Your answer must consist of every line from the data below that includes the word "classify".

(RECORDS FOR THIS TASK)

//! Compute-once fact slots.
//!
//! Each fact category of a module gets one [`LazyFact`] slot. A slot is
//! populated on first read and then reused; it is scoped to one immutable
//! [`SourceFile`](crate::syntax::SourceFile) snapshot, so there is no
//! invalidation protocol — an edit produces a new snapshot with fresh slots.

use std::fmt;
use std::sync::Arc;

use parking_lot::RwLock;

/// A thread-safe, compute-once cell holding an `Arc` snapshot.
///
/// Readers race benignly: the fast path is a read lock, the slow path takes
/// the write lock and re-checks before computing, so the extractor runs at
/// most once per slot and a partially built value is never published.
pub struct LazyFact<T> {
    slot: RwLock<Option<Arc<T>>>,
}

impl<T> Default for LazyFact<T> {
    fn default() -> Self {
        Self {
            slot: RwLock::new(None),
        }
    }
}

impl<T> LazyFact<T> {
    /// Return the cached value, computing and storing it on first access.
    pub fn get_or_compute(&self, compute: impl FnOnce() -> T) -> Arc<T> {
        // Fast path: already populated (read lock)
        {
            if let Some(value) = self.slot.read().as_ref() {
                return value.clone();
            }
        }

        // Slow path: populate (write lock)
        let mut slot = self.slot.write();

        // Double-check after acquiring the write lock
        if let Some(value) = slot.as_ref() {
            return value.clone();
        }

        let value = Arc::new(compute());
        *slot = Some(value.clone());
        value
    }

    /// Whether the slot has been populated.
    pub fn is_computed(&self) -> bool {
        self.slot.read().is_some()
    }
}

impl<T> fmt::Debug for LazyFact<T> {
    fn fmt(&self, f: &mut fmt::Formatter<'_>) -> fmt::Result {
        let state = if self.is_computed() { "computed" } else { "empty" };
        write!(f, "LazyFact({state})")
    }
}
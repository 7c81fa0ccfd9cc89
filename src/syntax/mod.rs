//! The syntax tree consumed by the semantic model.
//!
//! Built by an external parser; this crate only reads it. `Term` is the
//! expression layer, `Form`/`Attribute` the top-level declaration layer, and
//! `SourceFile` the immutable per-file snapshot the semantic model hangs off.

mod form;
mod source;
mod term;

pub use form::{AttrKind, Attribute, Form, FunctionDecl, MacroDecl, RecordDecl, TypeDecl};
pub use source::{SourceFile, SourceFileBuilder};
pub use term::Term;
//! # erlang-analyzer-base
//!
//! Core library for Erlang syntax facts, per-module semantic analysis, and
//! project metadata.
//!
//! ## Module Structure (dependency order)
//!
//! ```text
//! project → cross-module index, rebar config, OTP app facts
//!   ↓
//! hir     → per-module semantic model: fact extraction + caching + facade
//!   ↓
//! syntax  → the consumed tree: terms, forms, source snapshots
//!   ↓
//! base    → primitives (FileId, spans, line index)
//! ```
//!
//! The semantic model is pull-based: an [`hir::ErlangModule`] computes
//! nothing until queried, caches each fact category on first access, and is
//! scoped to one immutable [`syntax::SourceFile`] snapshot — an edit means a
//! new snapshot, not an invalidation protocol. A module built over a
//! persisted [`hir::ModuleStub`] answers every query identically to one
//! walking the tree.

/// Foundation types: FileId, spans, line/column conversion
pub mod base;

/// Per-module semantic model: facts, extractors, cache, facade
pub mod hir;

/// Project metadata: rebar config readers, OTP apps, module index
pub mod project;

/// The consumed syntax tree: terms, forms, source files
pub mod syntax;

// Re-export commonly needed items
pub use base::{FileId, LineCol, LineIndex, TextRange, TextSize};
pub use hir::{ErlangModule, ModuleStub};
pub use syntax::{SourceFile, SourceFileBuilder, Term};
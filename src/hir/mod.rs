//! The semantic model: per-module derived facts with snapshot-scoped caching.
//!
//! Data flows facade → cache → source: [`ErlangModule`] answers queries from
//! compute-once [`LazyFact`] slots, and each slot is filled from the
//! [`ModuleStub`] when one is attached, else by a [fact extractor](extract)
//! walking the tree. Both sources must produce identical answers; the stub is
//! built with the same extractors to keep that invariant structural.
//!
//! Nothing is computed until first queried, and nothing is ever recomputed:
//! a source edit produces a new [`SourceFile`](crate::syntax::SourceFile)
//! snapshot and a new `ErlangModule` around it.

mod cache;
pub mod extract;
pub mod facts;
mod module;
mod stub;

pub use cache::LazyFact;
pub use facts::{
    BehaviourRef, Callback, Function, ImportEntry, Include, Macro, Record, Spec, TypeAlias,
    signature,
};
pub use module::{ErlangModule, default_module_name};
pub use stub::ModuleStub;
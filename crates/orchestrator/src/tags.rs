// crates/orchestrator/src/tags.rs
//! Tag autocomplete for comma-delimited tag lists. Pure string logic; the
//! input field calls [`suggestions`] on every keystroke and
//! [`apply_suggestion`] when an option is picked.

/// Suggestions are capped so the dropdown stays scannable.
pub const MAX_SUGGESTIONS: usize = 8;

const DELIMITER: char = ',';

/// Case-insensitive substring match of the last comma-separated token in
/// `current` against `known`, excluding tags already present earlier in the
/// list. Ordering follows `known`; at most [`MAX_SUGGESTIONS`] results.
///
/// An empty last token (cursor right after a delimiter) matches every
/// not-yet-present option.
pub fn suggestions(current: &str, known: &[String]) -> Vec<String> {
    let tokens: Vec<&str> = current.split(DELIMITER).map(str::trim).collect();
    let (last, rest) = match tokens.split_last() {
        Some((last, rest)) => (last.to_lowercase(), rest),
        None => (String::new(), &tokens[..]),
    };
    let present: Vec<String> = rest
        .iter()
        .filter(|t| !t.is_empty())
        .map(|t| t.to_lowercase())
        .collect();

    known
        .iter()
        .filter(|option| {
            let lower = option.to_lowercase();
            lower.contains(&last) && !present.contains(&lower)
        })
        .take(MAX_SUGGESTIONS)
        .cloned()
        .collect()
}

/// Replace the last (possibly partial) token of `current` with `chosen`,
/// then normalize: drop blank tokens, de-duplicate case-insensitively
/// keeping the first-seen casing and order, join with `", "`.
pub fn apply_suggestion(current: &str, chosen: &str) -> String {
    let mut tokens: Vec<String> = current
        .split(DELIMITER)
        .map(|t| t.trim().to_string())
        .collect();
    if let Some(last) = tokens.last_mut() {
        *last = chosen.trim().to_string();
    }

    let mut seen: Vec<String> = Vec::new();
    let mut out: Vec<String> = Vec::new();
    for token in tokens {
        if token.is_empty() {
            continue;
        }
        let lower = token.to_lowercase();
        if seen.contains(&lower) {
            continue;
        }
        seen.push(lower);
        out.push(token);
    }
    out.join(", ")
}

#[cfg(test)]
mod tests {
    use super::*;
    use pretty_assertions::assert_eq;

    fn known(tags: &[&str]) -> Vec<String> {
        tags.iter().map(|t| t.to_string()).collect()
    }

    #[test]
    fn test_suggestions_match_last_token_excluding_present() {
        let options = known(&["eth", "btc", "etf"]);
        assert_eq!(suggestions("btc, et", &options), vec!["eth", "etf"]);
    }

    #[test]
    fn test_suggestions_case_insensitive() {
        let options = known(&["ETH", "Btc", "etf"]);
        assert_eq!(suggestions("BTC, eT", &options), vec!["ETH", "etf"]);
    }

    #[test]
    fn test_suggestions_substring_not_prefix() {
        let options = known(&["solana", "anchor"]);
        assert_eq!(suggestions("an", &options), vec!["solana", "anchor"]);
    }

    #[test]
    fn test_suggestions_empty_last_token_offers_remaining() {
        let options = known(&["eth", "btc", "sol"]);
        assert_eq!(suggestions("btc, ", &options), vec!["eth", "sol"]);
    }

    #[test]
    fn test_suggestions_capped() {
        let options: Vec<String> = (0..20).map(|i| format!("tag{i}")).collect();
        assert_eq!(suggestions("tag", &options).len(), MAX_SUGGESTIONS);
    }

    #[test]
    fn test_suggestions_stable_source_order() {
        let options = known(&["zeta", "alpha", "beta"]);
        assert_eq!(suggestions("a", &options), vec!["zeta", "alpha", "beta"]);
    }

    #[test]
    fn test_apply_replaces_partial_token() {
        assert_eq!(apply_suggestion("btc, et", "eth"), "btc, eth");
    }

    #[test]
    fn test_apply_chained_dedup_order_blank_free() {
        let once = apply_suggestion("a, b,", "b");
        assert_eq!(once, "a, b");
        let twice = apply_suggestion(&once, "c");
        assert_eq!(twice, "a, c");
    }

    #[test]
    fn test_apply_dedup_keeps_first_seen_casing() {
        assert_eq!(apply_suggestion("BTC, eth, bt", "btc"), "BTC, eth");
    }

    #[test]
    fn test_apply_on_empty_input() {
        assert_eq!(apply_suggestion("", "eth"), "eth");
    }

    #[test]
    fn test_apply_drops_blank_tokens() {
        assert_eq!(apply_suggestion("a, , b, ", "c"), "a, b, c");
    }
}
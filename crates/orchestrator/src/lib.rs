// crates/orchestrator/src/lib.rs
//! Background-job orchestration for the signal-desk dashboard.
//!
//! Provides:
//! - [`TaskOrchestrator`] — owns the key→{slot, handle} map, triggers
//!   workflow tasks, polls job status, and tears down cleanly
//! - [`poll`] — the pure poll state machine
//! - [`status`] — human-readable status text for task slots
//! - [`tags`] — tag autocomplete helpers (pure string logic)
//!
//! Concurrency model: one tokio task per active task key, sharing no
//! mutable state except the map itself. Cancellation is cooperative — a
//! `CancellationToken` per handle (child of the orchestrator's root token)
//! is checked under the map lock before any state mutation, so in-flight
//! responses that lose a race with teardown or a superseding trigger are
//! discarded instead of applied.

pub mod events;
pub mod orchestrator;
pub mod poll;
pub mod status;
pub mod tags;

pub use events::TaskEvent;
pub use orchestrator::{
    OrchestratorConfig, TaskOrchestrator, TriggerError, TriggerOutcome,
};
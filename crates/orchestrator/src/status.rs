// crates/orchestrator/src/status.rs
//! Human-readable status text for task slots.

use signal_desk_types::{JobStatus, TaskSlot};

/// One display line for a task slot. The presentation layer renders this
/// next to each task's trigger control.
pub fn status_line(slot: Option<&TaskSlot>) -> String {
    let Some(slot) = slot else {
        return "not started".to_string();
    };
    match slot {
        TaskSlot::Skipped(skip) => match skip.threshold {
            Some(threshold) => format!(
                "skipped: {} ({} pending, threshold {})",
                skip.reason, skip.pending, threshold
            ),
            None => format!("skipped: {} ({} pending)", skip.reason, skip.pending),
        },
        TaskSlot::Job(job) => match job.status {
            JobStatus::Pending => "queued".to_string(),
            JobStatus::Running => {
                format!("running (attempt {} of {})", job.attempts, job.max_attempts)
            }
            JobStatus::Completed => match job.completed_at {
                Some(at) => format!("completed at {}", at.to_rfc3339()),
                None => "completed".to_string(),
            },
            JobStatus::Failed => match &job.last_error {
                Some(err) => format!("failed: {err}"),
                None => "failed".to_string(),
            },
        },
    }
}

(End RECORDS FOR THIS TASK)
(RECORDS FOR THIS TASK)

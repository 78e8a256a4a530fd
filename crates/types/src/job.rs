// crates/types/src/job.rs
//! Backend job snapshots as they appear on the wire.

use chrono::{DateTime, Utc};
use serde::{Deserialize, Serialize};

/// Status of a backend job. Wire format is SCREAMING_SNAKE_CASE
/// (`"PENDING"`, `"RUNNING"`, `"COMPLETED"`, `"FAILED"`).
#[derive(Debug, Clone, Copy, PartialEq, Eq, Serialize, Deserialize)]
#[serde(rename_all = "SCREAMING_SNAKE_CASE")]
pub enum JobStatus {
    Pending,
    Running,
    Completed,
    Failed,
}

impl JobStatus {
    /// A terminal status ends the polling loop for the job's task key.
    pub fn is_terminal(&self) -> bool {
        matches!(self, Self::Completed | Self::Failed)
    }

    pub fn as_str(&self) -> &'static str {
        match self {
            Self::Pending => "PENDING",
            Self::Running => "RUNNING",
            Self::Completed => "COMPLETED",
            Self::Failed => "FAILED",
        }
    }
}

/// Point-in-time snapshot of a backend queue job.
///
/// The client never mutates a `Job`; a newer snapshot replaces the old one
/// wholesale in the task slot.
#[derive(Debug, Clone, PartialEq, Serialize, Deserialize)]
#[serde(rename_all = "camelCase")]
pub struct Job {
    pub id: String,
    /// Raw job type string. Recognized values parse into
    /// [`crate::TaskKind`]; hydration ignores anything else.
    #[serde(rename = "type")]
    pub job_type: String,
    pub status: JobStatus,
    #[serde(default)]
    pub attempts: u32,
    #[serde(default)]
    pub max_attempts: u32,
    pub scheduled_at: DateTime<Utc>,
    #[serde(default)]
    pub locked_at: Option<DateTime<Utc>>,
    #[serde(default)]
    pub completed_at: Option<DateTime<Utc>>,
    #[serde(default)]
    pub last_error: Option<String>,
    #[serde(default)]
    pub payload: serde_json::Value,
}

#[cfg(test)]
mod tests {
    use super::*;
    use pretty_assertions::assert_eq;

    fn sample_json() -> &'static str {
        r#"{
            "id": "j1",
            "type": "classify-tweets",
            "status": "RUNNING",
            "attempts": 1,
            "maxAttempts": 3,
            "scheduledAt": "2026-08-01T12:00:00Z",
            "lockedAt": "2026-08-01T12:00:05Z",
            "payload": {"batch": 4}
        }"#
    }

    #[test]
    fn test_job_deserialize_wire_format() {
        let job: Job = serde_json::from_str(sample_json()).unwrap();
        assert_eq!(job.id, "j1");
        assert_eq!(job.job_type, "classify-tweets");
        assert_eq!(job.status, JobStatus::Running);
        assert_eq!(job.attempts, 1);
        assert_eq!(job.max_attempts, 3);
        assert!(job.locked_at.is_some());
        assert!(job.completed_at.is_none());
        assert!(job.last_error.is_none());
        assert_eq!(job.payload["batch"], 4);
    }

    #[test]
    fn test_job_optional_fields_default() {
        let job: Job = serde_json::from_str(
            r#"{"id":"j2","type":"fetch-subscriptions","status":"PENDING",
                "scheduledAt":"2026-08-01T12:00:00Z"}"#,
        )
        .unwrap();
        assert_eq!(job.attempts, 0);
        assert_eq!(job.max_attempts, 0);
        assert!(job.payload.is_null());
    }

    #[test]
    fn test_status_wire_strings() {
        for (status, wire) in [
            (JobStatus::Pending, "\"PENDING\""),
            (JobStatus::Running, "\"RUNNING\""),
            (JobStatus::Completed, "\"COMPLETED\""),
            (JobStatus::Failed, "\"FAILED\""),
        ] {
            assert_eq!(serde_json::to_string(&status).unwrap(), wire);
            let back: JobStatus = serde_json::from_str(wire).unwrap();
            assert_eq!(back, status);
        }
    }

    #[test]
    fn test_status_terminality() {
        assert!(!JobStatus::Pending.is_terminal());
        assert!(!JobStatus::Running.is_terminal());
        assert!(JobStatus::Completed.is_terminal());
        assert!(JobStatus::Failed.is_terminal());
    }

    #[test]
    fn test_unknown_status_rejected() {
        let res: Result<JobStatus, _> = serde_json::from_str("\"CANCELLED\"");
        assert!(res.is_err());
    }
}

(End RECORDS FOR THIS TASK)

**EXPECTED OUTPUT**
            "type": "classify-tweets",
        assert_eq!(job.job_type, "classify-tweets");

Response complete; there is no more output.